Mortgage Rates Inched Down. City Hall Still Holds the Key.
United States – April 10, 2026 – Mortgage rates eased, yet housing freedom is still trapped in local vetoes, opaque fees, and a shortage of new homes.
I read mortgage-rate news the way I read a court docket: eyes narrowed, looking for the clause where power hides. When housing gets tight, we do not just fight over money. We fight over permission.
Freddie Mac: a small dip, real numbers
Freddie Mac reports the average 30-year fixed-rate mortgage was 6.37% as of April 9, down from 6.46% the week before. The 15-year fixed averaged 5.74%, down from 5.77%. A year ago, Freddie Mac says the 30-year averaged 6.62% and the 15-year averaged 5.82%.
That is the headline: a statistical exhale after several weeks of rising. Relief, maybe. But not resolution.
Freddie Mac’s Primary Mortgage Market Survey is built from rates in loan applications submitted through its systems and published weekly. It is not a vibes report. It is a snapshot of borrowing conditions for people trying to buy shelter.
As the AP noted, when rates climb they can add hundreds of dollars to a monthly payment and shrink what buyers can afford. When rates dip, the reverse can happen. But only if there is something to buy, and only if the gatekeepers stop treating housing like a members-only reading room.
The tradeoff: price versus power
Mortgage rates are national and visible. Local housing control is quiet, procedural, and often decisive.
- Rates are price.
- Zoning, permitting, and discretionary approvals are power.
When price is high, we blame the market. When power is abused, we call it process. Process sounds neutral, like a librarian stamping a due date. In practice it can operate like prior restraint for housing: studies, hearings, redesigns, appeals, delays, and the last-minute demand to be smaller, slower, and cheaper after years of financing costs. Then we act surprised the math shows up in the rent.
The Paine test, the Orwell check, and the liberty ledger
The Paine test: does the system expand liberty, or concentrate it? A 6.46% to 6.37% move matters to a household balancing groceries against a down payment. But the bigger liberty question is whether a home can be built by right, without begging a committee for mercy.
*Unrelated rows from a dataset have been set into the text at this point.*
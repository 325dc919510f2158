//! # Folder Export
//!
//! Renders a folder's items for personal download as JSON or CSV.

use serde::Serialize;
use serde_json::json;

use crate::error::{AppError, Result};
use crate::models::{FavoriteFolder, ItemView};

const CSV_HEADER: [&str; 7] = ["id", "article_id", "title", "url", "note", "note_version", "created_time"];

#[derive(Debug, Clone, Copy, PartialEq, Eq, Default)]
pub enum ExportFormat {
    #[default]
    Json,
    Csv,
}

impl ExportFormat {
    /// Case-insensitive; an absent or empty format means JSON.
    pub fn parse(raw: Option<&str>) -> Result<Self> {
        match raw.map(|f| f.trim().to_ascii_lowercase()).as_deref() {
            None | Some("") | Some("json") => Ok(ExportFormat::Json),
            Some("csv") => Ok(ExportFormat::Csv),
            Some(other) => Err(AppError::ValidationError(format!("unsupported export format: {other}"))),
        }
    }
}

/// A rendered export ready to be sent as a download.
#[derive(Debug, Clone, PartialEq, Serialize)]
pub struct Export {
    pub content_type: &'static str,
    pub filename: String,
    pub body: String,
}

pub fn render(folder: &FavoriteFolder, items: &[ItemView], format: ExportFormat) -> Result<Export> {
    match format {
        ExportFormat::Json => Ok(Export {
            content_type: "application/json",
            filename: format!("folder_{}.json", folder.id),
            body: serde_json::to_string(&json!({ "folder": folder.name, "items": items }))?,
        }),
        ExportFormat::Csv => {
            let mut body = String::new();
            push_row(&mut body, CSV_HEADER.iter().map(|h| h.to_string()));
            for item in items {
                push_row(
                    &mut body,
                    [
                        item.id.to_string(),
                        item.article_id.to_string(),
                        item.title.clone(),
                        item.url.clone(),
                        item.note.clone(),
                        item.note_version.to_string(),
                        item.created_time.to_rfc3339(),
                    ],
                );
            }
            Ok(Export {
                content_type: "text/csv; charset=utf-8",
                filename: format!("folder_{}.csv", folder.id),
                body,
            })
        }
    }
}

fn push_row(out: &mut String, fields: impl IntoIterator<Item = String>) {
    let row: Vec<String> = fields.into_iter().map(|f| escape_field(&f)).collect();
    out.push_str(&row.join(","));
    out.push_str("\r\n");
}

/// Quotes fields containing separators, quotes or line breaks (RFC 4180).
fn escape_field(field: &str) -> String {
    if field.contains([',', '"', '\n', '\r']) {
        format!("\"{}\"", field.replace('"', "\"\""))
    } else {
        field.to_string()
    }
}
The Orwell check: watch the euphemisms. “Neighborhood character,” “compatibility,” and “preserving the feel” can be sincere. They can also be weaponized to rename scarcity as virtue.
The liberty ledger: rate relief helps buyers with stable income, decent credit, and cash to compete. Discretionary delay helps incumbents and well-lawyered applicants. Delay is not neutral. Delay is a toll booth.
Guardrails we can actually install
Start boring, because boring is beautiful when it protects rights: clear, objective rules; timelines that mean something; fewer serial hearings that function as slow-motion denial; permitting times tracked and published like a public metric; approvals by right when projects meet code.
Mortgage rates will keep moving. The question is whether our democracy can stop treating shelter as a privilege granted by committee. If rates can inch down in a week, why does it take years for a town hall to say yes to one more front door?